Questo mi fa pensare solo a una cosa: siamo migranti e la vita è effimera, gli edifici non durano per sempre ma di certo va fatta attenzione a come si costruiscono perché servano a più persone e preservino la vita.

Da poco sono passati tre anni dalla strage di Iguala e la sparizione forzata dei 43 studenti di Ayotzinapa. Che idee ha al riguardo?

In altre occasioni ho detto che chi sa perfettamente cosa è successo dall’inizio è il governo di Peña Nieto, lo sa ma non lo vuol dire. Ma anche noi lo sappiamo, solo che non c’è un riconoscimento ufficiale. L’unica verità è che la droga, l’eroina che va soprattutto da Iguala a Chicago, era pronta su quel quinto autobus che hanno preso gli studenti, già con sopra un conducente, e c’era la complicità dell’Esercito, la polizia Federale e i differenti livelli di governo che sapevano bene cosa si fa da quelle parti. Ma purtroppo i ragazzi non lo sapevano. La polizia e i militari credono che loro siano di un cartello criminale, forse i Rojos, e allora pensano che sia un furto ai danni della banda Guerreros Unidos e che la droga vada recuperata. In quel bus gli studenti s’accorgono della droga ma è troppo tardi, non possono tornare indietro perché sono testimoni di un traffico di quel calibro di eroina e allora non resta altro da fare che farli sparire.
C’è un dato importante. Il governo sempre ha sostenuto che furono inceneriti. E, come gli scienziati messicani e stranieri hanno stabilito, ciò non è accaduto nella discarica di Cocula come dice il governo. Però ci sono prove del fatto che alcuni sono stati cremati e le prove sui resti, inviati in Austria per l’esame genetico, sono state positive. Quel che non può dire il governo è da dove li ha tirati fuori, perché la cosa più sicura è che siano stati presi da forni crematori dell’esercito.

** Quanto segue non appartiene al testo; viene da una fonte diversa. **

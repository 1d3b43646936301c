use anyhow::{bail, Context};
use async_trait::async_trait;
use chrono::Utc;
use hmac::{Hmac, Mac};
use percent_encoding::{utf8_percent_encode, AsciiSet, NON_ALPHANUMERIC};
use reqwest::Client;
use sha2::{Digest, Sha256};
use url::Url;

use super::blob_store::BlobStore;
use crate::config::ObjectStorageSettings;
use crate::error::{PortalError, Result};

type HmacSha256 = Hmac<Sha256>;

const AWS_URI_ENCODE_SET: &AsciiSet = &NON_ALPHANUMERIC
    .remove(b'-')
    .remove(b'_')
    .remove(b'.')
    .remove(b'~');

const CACHE_CONTROL: &str = "max-age=3600";

/// S3-compatible object storage signed with AWS SigV4.
#[derive(Clone, Debug)]
pub struct ObjectStorageClient {
    client: Client,
    region: String,
    endpoint: Url,
    access_key: String,
    secret_key: String,
    public_base_url: Option<String>,
}

impl ObjectStorageClient {
    pub fn new(settings: &ObjectStorageSettings) -> anyhow::Result<Self> {
        let Some(endpoint) = settings.endpoint.as_deref() else {
            bail!("Object storage endpoint is not configured");
        };

        let endpoint = Url::parse(endpoint).context("Invalid object storage endpoint URL")?;
        if endpoint.host_str().is_none() {
            bail!("Object storage endpoint must include a host");
        }

        // Enforce HTTPS in production mode (check APP_ENV at runtime)
        let app_env = std::env::var("APP_ENV").unwrap_or_else(|_| "prod".to_string());
        if app_env == "prod" && endpoint.scheme() != "https" {
            bail!(
                "Object storage endpoint must use HTTPS in production mode. Got: {}",
                endpoint.scheme()
            );
        }

        if endpoint.scheme() != "https" && endpoint.scheme() != "http" {
            bail!(
                "Invalid endpoint scheme: {}. Must be http or https.",
                endpoint.scheme()
            );
        }

        Ok(Self {
            client: Client::new(),
            region: settings.region.clone(),
            access_key: settings.access_key.clone(),
            secret_key: settings.secret_key.clone(),
            public_base_url: settings.public_base_url.clone(),
            endpoint,
        })
    }

    fn host(&self) -> Result<String> {
        self.endpoint
            .host_str()
            .map(|host| match self.endpoint.port() {
                Some(port) => format!("{}:{}", host.to_lowercase(), port),
                None => host.to_lowercase(),
            })
            .ok_or_else(|| PortalError::upload("Object storage endpoint missing host"))
    }

    /// `/{endpoint path}/{bucket}/{encoded key}`
    fn canonical_uri(&self, bucket: &str, key: &str) -> String {
        let base = self.endpoint.path().trim_end_matches('/');
        format!("{}/{}/{}", base, bucket, encode_key(key))
    }

    async fn put_object(
        &self,
        bucket: &str,
        key: &str,
        bytes: Vec<u8>,
        content_type: &str,
    ) -> Result<()> {
        let key = key.trim_matches('/');
        let canonical_uri = self.canonical_uri(bucket, key);

        let payload_hash = hex::encode(Sha256::digest(&bytes));
        let now = Utc::now();
        let amz_date = now.format("%Y%m%dT%H%M%SZ").to_string();
        let date_stamp = now.format("%Y%m%d").to_string();
        let scope = format!("{}/{}/s3/aws4_request", date_stamp, self.region);

        let host = self.host()?;
        let canonical_headers = format!(
            "host:{}\nx-amz-content-sha256:{}\nx-amz-date:{}\n",
            host, payload_hash, amz_date
        );
        let signed_headers = "host;x-amz-content-sha256;x-amz-date";

        let canonical_request = format!(
            "PUT\n{}\n\n{}\n{}\n{}",
            canonical_uri, canonical_headers, signed_headers, payload_hash
        );

        let hashed_canonical_request = hex::encode(Sha256::digest(canonical_request.as_bytes()));
        let string_to_sign = format!(
            "AWS4-HMAC-SHA256\n{}\n{}\n{}",
            amz_date, scope, hashed_canonical_request
        );

        let signing_key = derive_signing_key(&self.secret_key, &date_stamp, &self.region, "s3");
        let signature = hex::encode(hmac_sign(&signing_key, string_to_sign.as_bytes()));

        let authorization = format!(
            "AWS4-HMAC-SHA256 Credential={}/{}, SignedHeaders={}, Signature={}",
            self.access_key, scope, signed_headers, signature
        );

        let mut upload_url = self.endpoint.clone();
        upload_url.set_path(&canonical_uri);

        let response = self
            .client
            .put(upload_url)
            .header("Authorization", authorization)
            .header("x-amz-date", amz_date)
            .header("x-amz-content-sha256", payload_hash)
            .header("content-type", content_type)
            .header("cache-control", CACHE_CONTROL)
            .header("if-none-match", "*")
            .body(bytes)
            .send()
            .await
            .map_err(|e| PortalError::upload(format!("Failed to upload object {}: {}", key, e)))?;

        let status = response.status();
        if !status.is_success() {
            let body = response.text().await.unwrap_or_default();
            return Err(PortalError::upload(format!(
                "Object storage rejected {}/{} with {}: {}",
                bucket, key, status, body
            )));
        }

        Ok(())
    }
}

#[async_trait]
impl BlobStore for ObjectStorageClient {
    fn name(&self) -> &'static str {
        "s3"
    }

    async fn upload(
        &self,
        bucket: &str,
        path: &str,
        bytes: Vec<u8>,
        content_type: &str,
    ) -> Result<()> {
        tracing::debug!(bucket, path, size = bytes.len(), "Uploading object");
        self.put_object(bucket, path, bytes, content_type).await
    }

    fn public_url(&self, bucket: &str, path: &str) -> String {
        let base = match &self.public_base_url {
            Some(base) => base.trim_end_matches('/').to_string(),
            None => self.endpoint.as_str().trim_end_matches('/').to_string(),
        };
        format!("{}/{}/{}", base, bucket, encode_key(path.trim_matches('/')))
    }
}

fn encode_key(key: &str) -> String {
    key.split('/')
        .map(|segment| utf8_percent_encode(segment, AWS_URI_ENCODE_SET).to_string())
        .collect::<Vec<_>>()
        .join("/")
}

fn derive_signing_key(secret: &str, date: &str, region: &str, service: &str) -> Vec<u8> {
    let mut key = format!("AWS4{}", secret).into_bytes();
    key = hmac_sign(&key, date);
    key = hmac_sign(&key, region);
    key = hmac_sign(&key, service);
    hmac_sign(&key, b"aws4_request")
}

fn hmac_sign(key: &[u8], message: impl AsRef<[u8]>) -> Vec<u8> {
    let mut mac = HmacSha256::new_from_slice(key).expect("HMAC can take key of any size");
    mac.update(message.as_ref());
    mac.finalize().into_bytes().to_vec()
}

L’Equipe Messicana di Antropologia Forense (EAAF) non s’è prestata a convalidare la provenienza incerta di quei resti. Il governo contava sul fatto che loro potessero certificarne l’origine, ma non l’hanno fatto. Contava sul montaggio delle prove orchestrato il 28 settembre, ma reso noto solo il giorno dopo, dall’allora direttore dell’Agenzia delle Indagini Criminali, Tomás Zerón, ma non gli è riuscito nemmeno quello. Sono in un vicolo cieco, è un crimine di lesa umanità, un crimine di stato. C’è la speranza che se vince nel 2018 il candidato di Morena (Movimento Rigenerazione Nazionale, sinistra), Andrés Manuel López Obrador (AMLO), allora le cose comincino a cambiare. Forse potremo sapere esattamente che è successo ai 43. Lo sappiamo tutti, ma non c’è modo di dirlo ufficialmente perché Peña ha tutte le istituzioni e le leve sotto controllo per occultare pubblicamente la verità della storia e promuovere la “verità storica” fabbricata dal suo governo.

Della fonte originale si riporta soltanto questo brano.